*** Dataset excerpts
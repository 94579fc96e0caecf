use vs_rendering::{Point, Rectangle};

use crate::element::Element;
use crate::types::ElementId;

/// Ordered set of selected element ids.
#[derive(Debug, Clone, Default, PartialEq, Eq)]
pub struct Selection {
    ids: Vec<ElementId>,
}

impl Selection {
    pub fn new() -> Self {
        Self::default()
    }

    /// Replace the selection with one element.
    pub fn select(&mut self, id: ElementId) {
        self.ids.clear();
        self.ids.push(id);
    }

    /// Add `id` if absent, remove it otherwise. Returns whether it is now selected.
    pub fn toggle(&mut self, id: ElementId) -> bool {
        if let Some(pos) = self.ids.iter().position(|s| *s == id) {
            self.ids.remove(pos);
            false
        } else {
            self.ids.push(id);
            true
        }
    }

    /// Append ids not yet selected, keeping selection order.
    pub fn extend(&mut self, ids: impl IntoIterator<Item = ElementId>) {
        for id in ids {
            if !self.ids.contains(&id) {
                self.ids.push(id);
            }
        }
    }

    pub fn clear(&mut self) {
        self.ids.clear();
    }

    /// Whether `id` is selected.
    pub fn contains(&self, id: ElementId) -> bool {
        self.ids.contains(&id)
    }

    /// Selected ids, oldest first.
    pub fn ids(&self) -> &[ElementId] {
        &self.ids
    }

    pub fn len(&self) -> usize {
        self.ids.len()
    }

    pub fn is_empty(&self) -> bool {
        self.ids.is_empty()
    }

    /// Drop ids for which `exists` is false. Returns whether anything was dropped.
    pub fn retain_existing(&mut self, exists: impl Fn(ElementId) -> bool) -> bool {
        let before = self.ids.len();
        self.ids.retain(|id| exists(*id));
        self.ids.len() != before
    }
}

/// Rotated box around a selection, in world space.
#[derive(Debug, Clone, Copy, PartialEq)]
pub struct MaskModel {
    pub center: Point,
    pub width: f64,
    pub height: f64,
    /// Clockwise degrees.
    pub angle: f64,
}

impl MaskModel {
    /// World point to box-local coordinates (origin at center, unrotated).
    pub fn to_local(&self, world: Point) -> Point {
        world.rotate_around(self.center, -self.angle) - self.center
    }

    /// Box-local coordinates back to world.
    pub fn to_world(&self, local: Point) -> Point {
        (local + self.center).rotate_around(self.center, self.angle)
    }

    /// Unrotated box centered on the origin.
    pub fn local_rect(&self) -> Rectangle {
        Rectangle::new(
            -self.width / 2.0,
            -self.height / 2.0,
            self.width,
            self.height,
        )
    }

    /// World corners clockwise from top-left.
    pub fn corners(&self) -> [Point; 4] {
        self.local_rect().corners().map(|p| self.to_world(p))
    }

    /// World point at a unit offset (`-1..=1` per axis) from the center.
    pub fn anchor(&self, ux: f64, uy: f64) -> Point {
        self.to_world(Point::new(ux * self.width / 2.0, uy * self.height / 2.0))
    }

    pub fn contains(&self, world: Point) -> bool {
        let local = self.to_local(world);
        self.local_rect().contains(local.x, local.y)
    }
}

/// Owns the current mask model.
#[derive(Debug, Clone, Default)]
pub struct Boxer {
    model: Option<MaskModel>,
}

impl Boxer {
    pub fn new() -> Self {
        Self::default()
    }

    /// Store the envelope computed for the current selection.
    pub fn set_model(&mut self, model: Option<MaskModel>) {
        self.model = model;
    }

    /// Current envelope, `None` when nothing is selected.
    pub fn model(&self) -> Option<&MaskModel> {
        self.model.as_ref()
    }

    pub fn clear(&mut self) {
        self.model = None;
    }

    /// Minimal rotated envelope of the given elements.
    ///
    /// A single element boxes at its own rotation. Several elements box at
    /// `shared_angle`, or axis-aligned when none is given. The envelope is
    /// taken over every outline point in the rotated frame, so rotated
    /// members are not inflated to their world-axis bounds first.
    pub fn compute(elements: &[&Element], shared_angle: Option<f64>) -> Option<MaskModel> {
        let angle = match elements {
            [] => return None,
            [only] => only.rotation(),
            _ => shared_angle.unwrap_or(0.0),
        };

        let unrotated: Vec<Point> = elements
            .iter()
            .flat_map(|e| e.path_points().iter())
            .map(|p| p.rotate_around(Point::ZERO, -angle))
            .collect();
        let bounds = Rectangle::enclosing(&unrotated)?;

        Some(MaskModel {
            center: bounds.center().rotate_around(Point::ZERO, angle),
            width: bounds.width,
            height: bounds.height,
            angle,
        })
    }
}
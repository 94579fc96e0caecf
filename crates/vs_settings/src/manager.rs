use std::path::{Path, PathBuf};
use std::sync::Arc;

use parking_lot::RwLock;

use crate::Settings;

/// Shared settings handle.
///
/// Readers take snapshots; a reload swaps the whole value.
#[derive(Debug, Clone)]
pub struct ConfigManager {
    settings: Arc<RwLock<Settings>>,
    path: Option<PathBuf>,
}

impl ConfigManager {
    /// Manager over in-memory settings.
    pub fn new(settings: Settings) -> Self {
        Self {
            settings: Arc::new(RwLock::new(settings)),
            path: None,
        }
    }

    /// Manager backed by a JSON file.
    pub fn load(path: impl AsRef<Path>) -> anyhow::Result<Self> {
        let path = path.as_ref().to_path_buf();
        let settings = Settings::load_from(&path)?;
        Ok(Self {
            settings: Arc::new(RwLock::new(settings)),
            path: Some(path),
        })
    }

    /// Snapshot copy of current settings.
    pub fn get(&self) -> Settings {
        self.settings.read().clone()
    }

    pub fn get_shared(&self) -> Arc<RwLock<Settings>> {
        Arc::clone(&self.settings)
    }

    /// Apply `f` to the settings in place.
    pub fn update(&self, f: impl FnOnce(&mut Settings)) {
        f(&mut self.settings.write());
    }

    /// Re-read the backing file. No-op for in-memory managers.
    pub fn reload(&self) -> anyhow::Result<()> {
        if let Some(path) = &self.path {
            let fresh = Settings::load_from(path)?;
            *self.settings.write() = fresh;
        }
        Ok(())
    }

    /// Persist to the backing file. No-op for in-memory managers.
    pub fn save(&self) -> anyhow::Result<()> {
        if let Some(path) = &self.path {
            self.get().save_to(path)?;
        }
        Ok(())
    }

    // Convenience accessors.

    #[inline]
    pub fn rotation_enabled(&self) -> bool {
        self.settings.read().rotation_enabled
    }

    #[inline]
    pub fn rotation_offset_deg(&self) -> f64 {
        self.settings.read().rotation_offset_deg
    }

    #[inline]
    pub fn history_limit(&self) -> usize {
        self.settings.read().history_limit
    }
}

impl Default for ConfigManager {
    fn default() -> Self {
        Self::new(Settings::default())
    }
}
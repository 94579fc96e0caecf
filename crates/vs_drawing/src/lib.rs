pub mod collection;
pub mod element;
pub mod error;
pub mod geometry;
pub mod history;
pub mod render;
pub mod selection;
pub mod stage;
pub mod transformer;
pub mod types;

pub use vs_rendering;

pub use collection::{ChangeSet, DrawOrder, Listeners, OrderedCollection, SubscriptionId};
pub use element::{
    DerivedState, Element, ElementFactory, ElementModel, ElementStyle, FontStyle, defaults,
};
pub use error::{DrawingError, DrawingResult, HistoryError};
pub use geometry::StageTransform;
pub use history::{
    Command, CommandPayload, CommandRecord, CommandType, DEFAULT_HISTORY_LIMIT, Document,
    ElementSnapshot, HistoryEvent, HistoryEventKind, SnapshotCommand, UndoRedoStack,
};
pub use selection::{Boxer, MaskModel, Selection};
pub use stage::{HitTarget, MIN_RESIZE_EXTENT, Stage, StageFrame};
pub use transformer::{
    DEFAULT_ROTATION_OFFSET_DEG, Handle, ROTATE_HANDLE_OFFSET_PX, RotationController, Transformer,
    TransformerSet,
};
pub use types::{ElementId, ElementKind, HandleDirection, Modifiers, PointerInput};
/// One open drawing document with its layers, selection and history.
pub struct Stage {
    document: Document,
    selection: Selection,
    boxer: Boxer,
    history: UndoRedoStack,
    transformers: TransformerSet,
    content: Drawer,
    mask: Drawer,
    provisional: Drawer,
    resources: ResourceCache,
    settings: Settings,
    invalidation: LayerInvalidation,
    content_dirty: Rc<Cell<bool>>,
    subscription: SubscriptionId,
    draft: Option<Draft>,
}

impl std::fmt::Debug for Stage {
    fn fmt(&self, f: &mut std::fmt::Formatter<'_>) -> std::fmt::Result {
        f.debug_struct("Stage")
            .field("elements", &self.document.elements.len())
            .field("selection", &self.selection)
            .field("undo", &self.history.undo_count())
            .field("redo", &self.history.redo_count())
            .field("transform", self.document.stage())
            .finish()
    }
}
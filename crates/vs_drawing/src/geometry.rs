//! Stateless geometry helpers and the stage/world mapping.

use vs_rendering::{Point, Rectangle};

/// Ray-casting point-in-polygon test. Points on the boundary may go either way.
pub fn point_in_polygon(point: Point, polygon: &[Point]) -> bool {
    if polygon.len() < 3 {
        return false;
    }
    let mut inside = false;
    let mut j = polygon.len() - 1;
    for i in 0..polygon.len() {
        let (pi, pj) = (polygon[i], polygon[j]);
        if (pi.y > point.y) != (pj.y > point.y) {
            let x_cross = (pj.x - pi.x) * (point.y - pi.y) / (pj.y - pi.y) + pi.x;
            if point.x < x_cross {
                inside = !inside;
            }
        }
        j = i;
    }
    inside
}

/// Shortest distance from `point` to the segment `a`-`b`.
pub fn distance_to_segment(point: Point, a: Point, b: Point) -> f64 {
    let dx = b.x - a.x;
    let dy = b.y - a.y;
    let len_sq = dx * dx + dy * dy;
    if len_sq == 0.0 {
        return point.distance_to(a);
    }
    let t = (((point.x - a.x) * dx + (point.y - a.y) * dy) / len_sq).clamp(0.0, 1.0);
    point.distance_to(Point::new(a.x + t * dx, a.y + t * dy))
}

/// Shortest distance from `point` to a polyline, optionally closed.
pub fn distance_to_polyline(point: Point, points: &[Point], closed: bool) -> f64 {
    match points {
        [] => f64::INFINITY,
        [only] => point.distance_to(*only),
        _ => {
            let mut best = points
                .windows(2)
                .map(|w| distance_to_segment(point, w[0], w[1]))
                .fold(f64::INFINITY, f64::min);
            if closed && let (Some(first), Some(last)) = (points.first(), points.last()) {
                best = best.min(distance_to_segment(point, *last, *first));
            }
            best
        }
    }
}

/// Direction from `from` to `to` in degrees, clockwise from +x (y down).
pub fn angle_deg(from: Point, to: Point) -> f64 {
    (to.y - from.y).atan2(to.x - from.x).to_degrees()
}

/// Wrap an angle into `[0, 360)`.
pub fn normalize_degrees(degrees: f64) -> f64 {
    let wrapped = degrees.rem_euclid(360.0);
    if wrapped >= 360.0 { 0.0 } else { wrapped }
}

/// Whether two angles describe the same orientation.
pub fn same_angle(a: f64, b: f64) -> bool {
    let diff = normalize_degrees(a - b);
    diff < 1e-6 || 360.0 - diff < 1e-6
}

/// Unsigned area enclosed by `points` taken as a closed ring.
pub fn polygon_area(points: &[Point]) -> f64 {
    let twice: f64 = points
        .iter()
        .zip(points.iter().cycle().skip(1))
        .map(|(a, b)| a.x * b.y - b.x * a.y)
        .sum();
    twice.abs() / 2.0
}

/// Center of the bounding box of `points`.
pub fn bounds_center(points: &[Point]) -> Point {
    Rectangle::enclosing(points).map_or(Point::ZERO, |r| r.center())
}

/// `segments`-gon approximating an axis-aligned ellipse.
pub fn ellipse_points(center: Point, rx: f64, ry: f64, segments: usize) -> Vec<Point> {
    let step = std::f64::consts::TAU / segments as f64;
    (0..segments)
        .map(|i| {
            let (sin, cos) = (step * i as f64).sin_cos();
            Point::new(center.x + rx * cos, center.y + ry * sin)
        })
        .collect()
}

/// Square of side `size` centered on `center`, rotated by `degrees`.
pub fn square_around(center: Point, size: f64, degrees: f64) -> Vec<Point> {
    let half = size / 2.0;
    Rectangle::new(center.x - half, center.y - half, size, size)
        .corners()
        .iter()
        .map(|p| p.rotate_around(center, degrees))
        .collect()
}

/// Mapping between world coordinates and stage (canvas pixel) coordinates.
///
/// `origin` is the world point shown at the stage's top-left corner.
#[derive(Debug, Clone, Copy, PartialEq)]
pub struct StageTransform {
    pub origin: Point,
    pub scale: f64,
    pub width: u32,
    pub height: u32,
}

impl StageTransform {
    pub fn new(width: u32, height: u32) -> Self {
        Self {
            origin: Point::ZERO,
            scale: 1.0,
            width,
            height,
        }
    }

    pub fn with_origin(mut self, origin: Point) -> Self {
        self.origin = origin;
        self
    }

    /// Zoom factor. Non-positive values are ignored.
    pub fn with_scale(mut self, scale: f64) -> Self {
        if scale > 0.0 && scale.is_finite() {
            self.scale = scale;
        }
        self
    }

    #[inline]
    pub fn world_to_stage(&self, world: Point) -> Point {
        (world - self.origin) * self.scale
    }

    #[inline]
    pub fn stage_to_world(&self, stage: Point) -> Point {
        Point::new(stage.x / self.scale, stage.y / self.scale) + self.origin
    }

    /// Stage pixels to world distance.
    #[inline]
    pub fn stage_dist_to_world(&self, distance: f64) -> f64 {
        distance / self.scale
    }

    pub fn map_to_stage(&self, points: &[Point]) -> Vec<Point> {
        points.iter().map(|p| self.world_to_stage(*p)).collect()
    }

    /// World rectangle covered by the stage.
    pub fn visible_world(&self) -> Rectangle {
        Rectangle::new(
            self.origin.x,
            self.origin.y,
            f64::from(self.width) / self.scale,
            f64::from(self.height) / self.scale,
        )
    }
}

impl Default for StageTransform {
    fn default() -> Self {
        Self::new(1, 1)
    }
}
******
Directions for this task ::
The total of lines in the data that contain "given" is all you should give.

Completed exercise ::
2